Directions for this task:
Copy exactly the lines from the first line of the records below through the line containing "let group = GroupService::create(&state.db, &body).await?;", including both, and nothing else.

☆ ☆ ☆

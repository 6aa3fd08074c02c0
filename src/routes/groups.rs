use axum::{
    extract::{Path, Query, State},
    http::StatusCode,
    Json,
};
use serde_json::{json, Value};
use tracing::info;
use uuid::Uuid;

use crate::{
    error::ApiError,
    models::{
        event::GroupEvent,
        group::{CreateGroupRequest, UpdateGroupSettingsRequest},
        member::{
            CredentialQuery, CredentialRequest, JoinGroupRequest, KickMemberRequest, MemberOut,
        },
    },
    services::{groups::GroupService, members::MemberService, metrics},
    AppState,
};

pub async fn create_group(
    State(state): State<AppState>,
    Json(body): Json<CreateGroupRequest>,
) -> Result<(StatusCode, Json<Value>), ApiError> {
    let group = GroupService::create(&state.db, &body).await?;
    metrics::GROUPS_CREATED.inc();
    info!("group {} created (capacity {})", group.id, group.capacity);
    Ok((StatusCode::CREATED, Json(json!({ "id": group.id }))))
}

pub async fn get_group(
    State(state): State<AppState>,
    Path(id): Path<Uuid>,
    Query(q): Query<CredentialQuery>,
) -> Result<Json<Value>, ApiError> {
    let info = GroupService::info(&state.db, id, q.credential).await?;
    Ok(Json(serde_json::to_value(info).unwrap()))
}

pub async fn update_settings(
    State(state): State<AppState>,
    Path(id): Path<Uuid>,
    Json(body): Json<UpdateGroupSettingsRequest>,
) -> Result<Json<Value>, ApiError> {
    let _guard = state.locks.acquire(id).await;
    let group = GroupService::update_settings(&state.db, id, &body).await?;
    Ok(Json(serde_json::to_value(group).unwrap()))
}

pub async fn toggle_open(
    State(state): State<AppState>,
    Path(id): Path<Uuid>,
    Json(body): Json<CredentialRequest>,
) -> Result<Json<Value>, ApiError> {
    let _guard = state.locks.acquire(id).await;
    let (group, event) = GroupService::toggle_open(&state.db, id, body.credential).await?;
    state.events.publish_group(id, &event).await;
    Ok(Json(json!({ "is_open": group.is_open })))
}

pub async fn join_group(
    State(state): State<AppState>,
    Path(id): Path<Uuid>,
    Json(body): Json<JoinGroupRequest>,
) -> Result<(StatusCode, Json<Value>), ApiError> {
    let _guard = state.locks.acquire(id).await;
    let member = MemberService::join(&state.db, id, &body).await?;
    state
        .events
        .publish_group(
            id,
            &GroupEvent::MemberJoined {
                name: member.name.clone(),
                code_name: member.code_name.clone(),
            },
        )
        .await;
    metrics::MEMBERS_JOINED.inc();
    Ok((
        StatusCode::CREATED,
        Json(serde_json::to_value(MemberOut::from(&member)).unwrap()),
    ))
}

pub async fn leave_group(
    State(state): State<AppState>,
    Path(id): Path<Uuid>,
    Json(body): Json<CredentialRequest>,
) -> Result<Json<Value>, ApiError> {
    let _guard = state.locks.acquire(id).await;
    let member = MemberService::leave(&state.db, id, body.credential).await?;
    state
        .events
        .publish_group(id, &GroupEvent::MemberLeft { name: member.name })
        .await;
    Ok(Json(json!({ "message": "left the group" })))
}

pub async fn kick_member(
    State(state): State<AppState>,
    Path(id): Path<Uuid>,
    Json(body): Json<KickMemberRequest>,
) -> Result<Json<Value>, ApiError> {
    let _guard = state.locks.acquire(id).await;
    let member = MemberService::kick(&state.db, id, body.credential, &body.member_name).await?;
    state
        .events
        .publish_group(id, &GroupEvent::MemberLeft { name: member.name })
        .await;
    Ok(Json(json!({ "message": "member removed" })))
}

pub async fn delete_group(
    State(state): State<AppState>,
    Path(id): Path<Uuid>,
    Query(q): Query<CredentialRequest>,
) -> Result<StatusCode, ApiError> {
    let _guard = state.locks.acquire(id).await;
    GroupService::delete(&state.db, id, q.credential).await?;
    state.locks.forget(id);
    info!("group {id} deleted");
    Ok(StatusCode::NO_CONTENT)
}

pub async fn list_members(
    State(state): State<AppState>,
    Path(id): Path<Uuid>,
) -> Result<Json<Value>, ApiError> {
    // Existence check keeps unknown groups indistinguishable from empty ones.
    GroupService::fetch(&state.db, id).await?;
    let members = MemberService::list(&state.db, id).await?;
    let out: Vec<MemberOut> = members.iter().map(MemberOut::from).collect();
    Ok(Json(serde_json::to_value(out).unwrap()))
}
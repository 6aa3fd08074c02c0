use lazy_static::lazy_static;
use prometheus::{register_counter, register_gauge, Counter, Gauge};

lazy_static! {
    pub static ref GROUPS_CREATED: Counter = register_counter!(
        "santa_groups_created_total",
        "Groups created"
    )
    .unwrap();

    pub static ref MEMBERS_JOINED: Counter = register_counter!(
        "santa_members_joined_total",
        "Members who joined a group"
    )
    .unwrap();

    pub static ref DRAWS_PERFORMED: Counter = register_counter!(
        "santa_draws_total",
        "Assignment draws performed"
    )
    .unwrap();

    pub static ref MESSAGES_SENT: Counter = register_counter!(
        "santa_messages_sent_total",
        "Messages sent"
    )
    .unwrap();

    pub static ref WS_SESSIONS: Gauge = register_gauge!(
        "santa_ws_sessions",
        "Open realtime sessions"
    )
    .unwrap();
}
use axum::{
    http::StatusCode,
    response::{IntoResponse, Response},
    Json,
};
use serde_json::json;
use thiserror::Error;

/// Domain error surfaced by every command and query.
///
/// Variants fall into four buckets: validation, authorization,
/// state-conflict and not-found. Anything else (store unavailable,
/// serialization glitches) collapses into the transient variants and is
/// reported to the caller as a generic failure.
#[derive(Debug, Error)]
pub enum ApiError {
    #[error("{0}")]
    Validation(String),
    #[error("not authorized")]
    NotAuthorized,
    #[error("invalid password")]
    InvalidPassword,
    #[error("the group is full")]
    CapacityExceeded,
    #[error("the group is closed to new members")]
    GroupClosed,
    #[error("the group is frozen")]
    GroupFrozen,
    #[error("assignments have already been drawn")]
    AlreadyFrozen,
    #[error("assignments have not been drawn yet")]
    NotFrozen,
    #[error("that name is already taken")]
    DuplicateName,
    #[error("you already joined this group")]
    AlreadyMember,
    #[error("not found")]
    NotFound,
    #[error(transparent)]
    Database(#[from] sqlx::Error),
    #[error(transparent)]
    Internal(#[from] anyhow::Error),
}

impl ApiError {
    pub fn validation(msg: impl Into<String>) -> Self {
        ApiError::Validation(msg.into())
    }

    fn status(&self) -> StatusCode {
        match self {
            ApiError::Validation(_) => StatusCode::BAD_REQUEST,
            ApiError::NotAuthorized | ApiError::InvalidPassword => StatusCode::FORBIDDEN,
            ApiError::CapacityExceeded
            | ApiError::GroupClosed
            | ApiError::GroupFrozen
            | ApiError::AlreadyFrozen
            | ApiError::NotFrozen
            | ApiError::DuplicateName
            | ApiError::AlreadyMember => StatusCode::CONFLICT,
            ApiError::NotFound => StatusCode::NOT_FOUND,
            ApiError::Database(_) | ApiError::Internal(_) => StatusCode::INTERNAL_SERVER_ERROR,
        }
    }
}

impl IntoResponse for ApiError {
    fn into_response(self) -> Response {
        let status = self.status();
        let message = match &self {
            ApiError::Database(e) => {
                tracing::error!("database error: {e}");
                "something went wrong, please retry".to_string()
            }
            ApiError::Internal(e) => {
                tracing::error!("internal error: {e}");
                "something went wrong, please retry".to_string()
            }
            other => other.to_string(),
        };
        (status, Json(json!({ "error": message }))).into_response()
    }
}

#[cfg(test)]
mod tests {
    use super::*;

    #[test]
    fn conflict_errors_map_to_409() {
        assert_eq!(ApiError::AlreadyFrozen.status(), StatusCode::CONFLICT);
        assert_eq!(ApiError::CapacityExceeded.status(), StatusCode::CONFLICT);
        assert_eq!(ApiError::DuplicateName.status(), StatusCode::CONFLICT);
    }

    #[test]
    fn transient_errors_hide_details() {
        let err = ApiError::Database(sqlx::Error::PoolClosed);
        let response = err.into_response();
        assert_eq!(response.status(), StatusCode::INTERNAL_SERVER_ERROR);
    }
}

☆ ☆ ☆

Answer box:
repository 6aa3fd08074c02c0
filename src/routes/groups.rs
use axum::{
    extract::{Path, Query, State},
    http::StatusCode,
    Json,
};
use serde_json::{json, Value};
use tracing::info;
use uuid::Uuid;

use crate::{
    error::ApiError,
    models::{
        event::GroupEvent,
        group::{CreateGroupRequest, UpdateGroupSettingsRequest},
        member::{
            CredentialQuery, CredentialRequest, JoinGroupRequest, KickMemberRequest, MemberOut,
        },
    },
    services::{groups::GroupService, members::MemberService, metrics},
    AppState,
};

pub async fn create_group(
    State(state): State<AppState>,
    Json(body): Json<CreateGroupRequest>,
) -> Result<(StatusCode, Json<Value>), ApiError> {
    let group = GroupService::create(&state.db, &body).await?;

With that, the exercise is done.